• PROBLEM TO SOLVE: Look through the records below, and copy out every line that holds the string "total".
· · · · · · ·
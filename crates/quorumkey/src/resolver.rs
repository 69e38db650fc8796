//! public address resolution
//!
//! # flow
//! 1. look the verifier id up on every node, quorum-counting the replies
//! 2. if a quorum says "not assigned", ask one node to assign a key, look up again
//! 3. fetch the key's nonce from the metadata service
//! 4. address = addr(P) when the nonce is zero, addr(P + nonce·G) otherwise

use k256::ProjectivePoint;
use rand::Rng;
use serde::{Deserialize, Serialize};
use tracing::{debug, info, warn};

use crate::client::Client;
use crate::curve::{
    combine_points, pad_hex64, point_from_coordinates, public_key_to_address, scalar_to_point,
};
use crate::metadata::{MetadataService, Nonce};
use crate::quorum::{broadcast, next_before, with_retries};
use crate::rpc::{LookupKey, LookupReply, NodeRpc};
use crate::{Error, Result};

/// resolved identity; key coordinates only present for extended lookups
#[derive(Clone, Debug, PartialEq, Eq, Serialize, Deserialize)]
pub struct LookupResult {
    #[serde(rename = "pub_key_X", skip_serializing_if = "Option::is_none")]
    pub pub_key_x: Option<String>,
    #[serde(rename = "pub_key_Y", skip_serializing_if = "Option::is_none")]
    pub pub_key_y: Option<String>,
    pub address: String,
}

/// address of `key` after applying the nonce tweak
pub fn tweaked_address(key: &ProjectivePoint, nonce: &Nonce) -> Result<String> {
    if nonce.is_zero() {
        return public_key_to_address(key);
    }
    let tweak = scalar_to_point(&nonce.to_scalar());
    public_key_to_address(&combine_points(&[*key, tweak]))
}

impl<R: NodeRpc, M: MetadataService> Client<R, M> {
    /// resolve (provisioning on first use) the address of a verifier id
    pub async fn resolve_public_address(
        &self,
        verifier: &str,
        verifier_id: &str,
        extended: bool,
    ) -> Result<LookupResult> {
        let key = match self.lookup_key(verifier, verifier_id).await? {
            Some(key) => key,
            None => {
                info!(verifier, "no key assigned yet, requesting assignment");
                self.assign_key(verifier, verifier_id).await?;
                self.lookup_key(verifier, verifier_id)
                    .await?
                    .ok_or(Error::KeyNotAssigned)?
            }
        };

        let x = pad_hex64(&key.pub_key_x)?;
        let y = pad_hex64(&key.pub_key_y)?;
        let point = point_from_coordinates(&x, &y)?;

        let nonce = self.fetch_nonce(&x, &y).await?;
        let address = tweaked_address(&point, &nonce)?;

        if nonce.is_zero() {
            if let Some(reported) = &key.address {
                if !reported.eq_ignore_ascii_case(&address) {
                    warn!(
                        verifier,
                        %reported,
                        derived = %address,
                        "node reported a different address"
                    );
                }
            }
        }
        debug!(verifier, %address, tweaked = !nonce.is_zero(), "resolved public address");

        Ok(if extended {
            LookupResult {
                pub_key_x: Some(x),
                pub_key_y: Some(y),
                address,
            }
        } else {
            LookupResult {
                pub_key_x: None,
                pub_key_y: None,
                address,
            }
        })
    }

    /// nonce for a public key, retried like any node call
    pub(crate) async fn fetch_nonce(&self, x: &str, y: &str) -> Result<Nonce> {
        with_retries(self.config.retry, 0, "get_nonce", || self.metadata.get_nonce(x, y)).await
    }

    /// quorum lookup; `None` when a quorum reports the id as unassigned
    async fn lookup_key(&self, verifier: &str, verifier_id: &str) -> Result<Option<LookupKey>> {
        let total = self.nodes.len();
        let need = self.config.lookup_quorum;

        let rpc = &self.rpc;
        let mut replies = broadcast(
            self.nodes.iter(),
            self.config.retry,
            "key_lookup",
            move |node| rpc.key_lookup(node, verifier, verifier_id),
        );

        // votes per distinct (x, y)
        let mut found: Vec<((String, String), usize)> = Vec::new();
        let mut not_found = 0;
        let mut unreachable = 0;
        let mut rejected: Option<Error> = None;
        let mut pending = total;

        while let Some((index, reply)) = next_before(&mut replies, None).await {
            pending -= 1;
            match reply {
                Ok(LookupReply::Found(key)) => {
                    match (pad_hex64(&key.pub_key_x), pad_hex64(&key.pub_key_y)) {
                        (Ok(x), Ok(y)) => {
                            let id = (x, y);
                            let votes = match found.iter_mut().find(|(k, _)| *k == id) {
                                Some(entry) => {
                                    entry.1 += 1;
                                    entry.1
                                }
                                None => {
                                    found.push((id, 1));
                                    1
                                }
                            };
                            if votes >= need {
                                return Ok(Some(key));
                            }
                        }
                        (Err(e), _) | (_, Err(e)) => {
                            warn!(node = index, error = %e, "lookup returned malformed key");
                            rejected = Some(e);
                        }
                    }
                }
                Ok(LookupReply::NotFound) => {
                    not_found += 1;
                    if not_found >= need {
                        return Ok(None);
                    }
                }
                Err(e) if e.is_transient() => {
                    warn!(node = index, error = %e, "node unreachable for lookup");
                    unreachable += 1;
                }
                Err(e) => {
                    warn!(node = index, error = %e, "key lookup rejected");
                    rejected = Some(e);
                }
            }

            let best = found.iter().map(|(_, v)| *v).max().unwrap_or(0).max(not_found);
            if best + pending < need {
                break;
            }
        }

        let reachable = total - unreachable;
        let answered = found.iter().map(|(_, v)| *v).sum::<usize>() + not_found;
        match rejected {
            _ if reachable < need => Err(Error::NodesUnavailable {
                reachable,
                total,
                need,
            }),
            // too few usable answers because nodes turned the lookup down
            Some(e) if answered < need => Err(e),
            _ => Err(Error::InconsistentLookup),
        }
    }

    /// ask nodes one at a time, from a random start, until one assigns a key
    async fn assign_key(&self, verifier: &str, verifier_id: &str) -> Result<()> {
        let nodes: Vec<_> = self.nodes.iter().collect();
        let start = rand::thread_rng().gen_range(0..nodes.len());
        let mut rejected: Option<Error> = None;

        for offset in 0..nodes.len() {
            let node = nodes[(start + offset) % nodes.len()];
            let assigned = with_retries(self.config.retry, node.index, "key_assign", || {
                self.rpc.key_assign(node, verifier, verifier_id)
            })
            .await;
            match assigned {
                Ok(()) => {
                    info!(node = node.index, verifier, "key assigned");
                    return Ok(());
                }
                Err(e) if e.is_transient() => {
                    warn!(node = node.index, error = %e, "node unreachable for assignment")
                }
                Err(e) => {
                    warn!(node = node.index, error = %e, "key assignment rejected");
                    rejected = Some(e);
                }
            }
        }

        // a node that answered with a refusal outranks the ones that never answered
        match rejected {
            Some(e) => Err(e),
            None => Err(Error::NodesUnavailable {
                reachable: 0,
                total: nodes.len(),
                need: 1,
            }),
        }
    }
}

#[cfg(test)]
mod tests {
    use super::*;
    use k256::Scalar;

    #[test]
    fn test_zero_nonce_is_neutral() {
        let p = scalar_to_point(&Scalar::from(99u64));
        assert_eq!(
            tweaked_address(&p, &Nonce::ZERO).unwrap(),
            public_key_to_address(&p).unwrap()
        );
    }

    #[test]
    fn test_nonce_tweak_is_additive() {
        let p = scalar_to_point(&Scalar::from(99u64));
        let tweaked = tweaked_address(&p, &Nonce::from_u64(12345)).unwrap();
        let expected =
            public_key_to_address(&scalar_to_point(&Scalar::from(99u64 + 12345))).unwrap();
        assert_eq!(tweaked, expected);
        assert_ne!(tweaked, public_key_to_address(&p).unwrap());
    }

    #[test]
    fn test_lookup_result_shape() {
        let short = LookupResult {
            pub_key_x: None,
            pub_key_y: None,
            address: "0xabc".into(),
        };
        assert_eq!(serde_json::to_string(&short).unwrap(), r#"{"address":"0xabc"}"#);
    }
}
· · · · · · ·
• SOLVED EXERCISE:
        let total = self.nodes.len();
        let mut pending = total;
        let reachable = total - unreachable;
                total,
                total: nodes.len(),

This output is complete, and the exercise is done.